JOE J. VOLPE, Magistrate Judge.

I. BACKGROUND

On June 14, 2013, Mr. Honorable appeared before the court for a hearing to determine whether or not he could be released on bond. The Government proceeded on the 18 U.S.C. § 3142(e) presumption that Mr. Honorable was a flight risk and a danger to the community based on the nature of his charges. In rebutting the presumption, Mr. Honorable testified on his behalf. After hearing from Mr. Honorable, the Court found he met his burden of production and rebutted the presumption of detention.

The Government moved forward with its motion for detention. The Court heard evidence of Mr. Honorable's criminal history, failure to comply with conditions of probation or supervised release, and evidence supporting the strength of the Government's case.

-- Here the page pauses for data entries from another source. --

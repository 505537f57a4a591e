//! Ownership guard.
//!
//! Every mutation on a video, comment, tweet or playlist loads the entity
//! and calls [`authorize`] before writing.

use tubeline_common::{AppError, AppResult};
use tubeline_db::entities::{comment, playlist, tweet, video};
use tubeline_db::store::Document;

/// An entity with a single owning user.
pub trait Owned: Document {
    /// Id of the owning user.
    fn owner_id(&self) -> &str;
}

impl Owned for video::Model {
    fn owner_id(&self) -> &str {
        &self.owner_id
    }
}

impl Owned for comment::Model {
    fn owner_id(&self) -> &str {
        &self.owner_id
    }
}

impl Owned for tweet::Model {
    fn owner_id(&self) -> &str {
        &self.owner_id
    }
}

impl Owned for playlist::Model {
    fn owner_id(&self) -> &str {
        &self.owner_id
    }
}

/// Succeeds iff `actor_id` owns `entity`.
pub fn authorize<E: Owned>(actor_id: &str, entity: &E) -> AppResult<()> {
    if entity.owner_id() == actor_id {
        return Ok(());
    }
    tracing::debug!(
        actor_id = %actor_id,
        entity_id = %entity.id(),
        collection = E::COLLECTION.as_str(),
        "Ownership check failed"
    );
    Err(AppError::Forbidden(format!(
        "You are not the owner of this {}",
        E::COLLECTION.label().to_lowercase()
    )))
}

#[cfg(test)]
mod tests {
    use super::*;
    use chrono::Utc;
    use tubeline_common::ErrorKind;

    fn tweet(owner: &str) -> tweet::Model {
        let now = Utc::now().fixed_offset();
        tweet::Model {
            id: "t1".to_string(),
            owner_id: owner.to_string(),
            content: "hello".to_string(),
            created_at: now,
            updated_at: now,
        }
    }

    #[test]
    fn test_owner_is_authorized() {
        assert!(authorize("u1", &tweet("u1")).is_ok());
    }

    #[test]
    fn test_other_actor_is_forbidden() {
        let err = authorize("u2", &tweet("u1")).unwrap_err();
        assert_eq!(err.kind(), ErrorKind::Forbidden);
        assert_eq!(err.to_string(), "You are not the owner of this tweet");
    }
}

After considering all of the evidence, the Court found that Mr. Honorable was a danger to the community and that no condition or combination of conditions of release could reasonably assure the safety of the community. Specifically, the Court took note of "the nature of the Defendant's offense, his criminal history, and his pattern of criminal activity on probation or supervised release." Doc. No. 133.)

On July 7, 2013, Mr. Honorable filed a Motion for Pretrial Release to Inpatient Drug Treatment. (Doc. No. 183.) The government objects. (Doc. No. 187.)

II. ANALYSIS

A detention hearing may only be reopened "if the judicial officer finds that information exists that was not known to the movant at the time of the hearing," and that information "has a material bearing on the issue whether there are conditions of release that will reasonably assure the appearance of the person as required and the safety of any other person and the community." 18 U.S.C. § 3142(f). The matter should not be reopened if the evidence was available at the time of the initial hearing. See United States v. Dillon, 938 F.2d 1412, 1415 (1st Cir. 1991) (per curiam); United States v. Hare, 873 F.2d 796, 799 (5th Cir. 1989); United States v. Flores, 856 F.Supp. 1400, 1405-07 (E.D. Cal. 1994).

The Court finds that the proposed new information — Mr. Honorable's family has arranged for his placement into a drug rehabilitation program — was, in fact, known and available to Mr. Honorable at the time of his hearing. The facts that Mr. Honorable has new counsel, his family was not contacted for the first hearing, and they had been in the process of working on finding an appropriate program are somewhat compelling. But while his motion states his mother "has contacted numerous rehabilitation centers on behalf of her son," Mr. Honorable made no mention of wanting to attend a rehabilitation program at the hearing.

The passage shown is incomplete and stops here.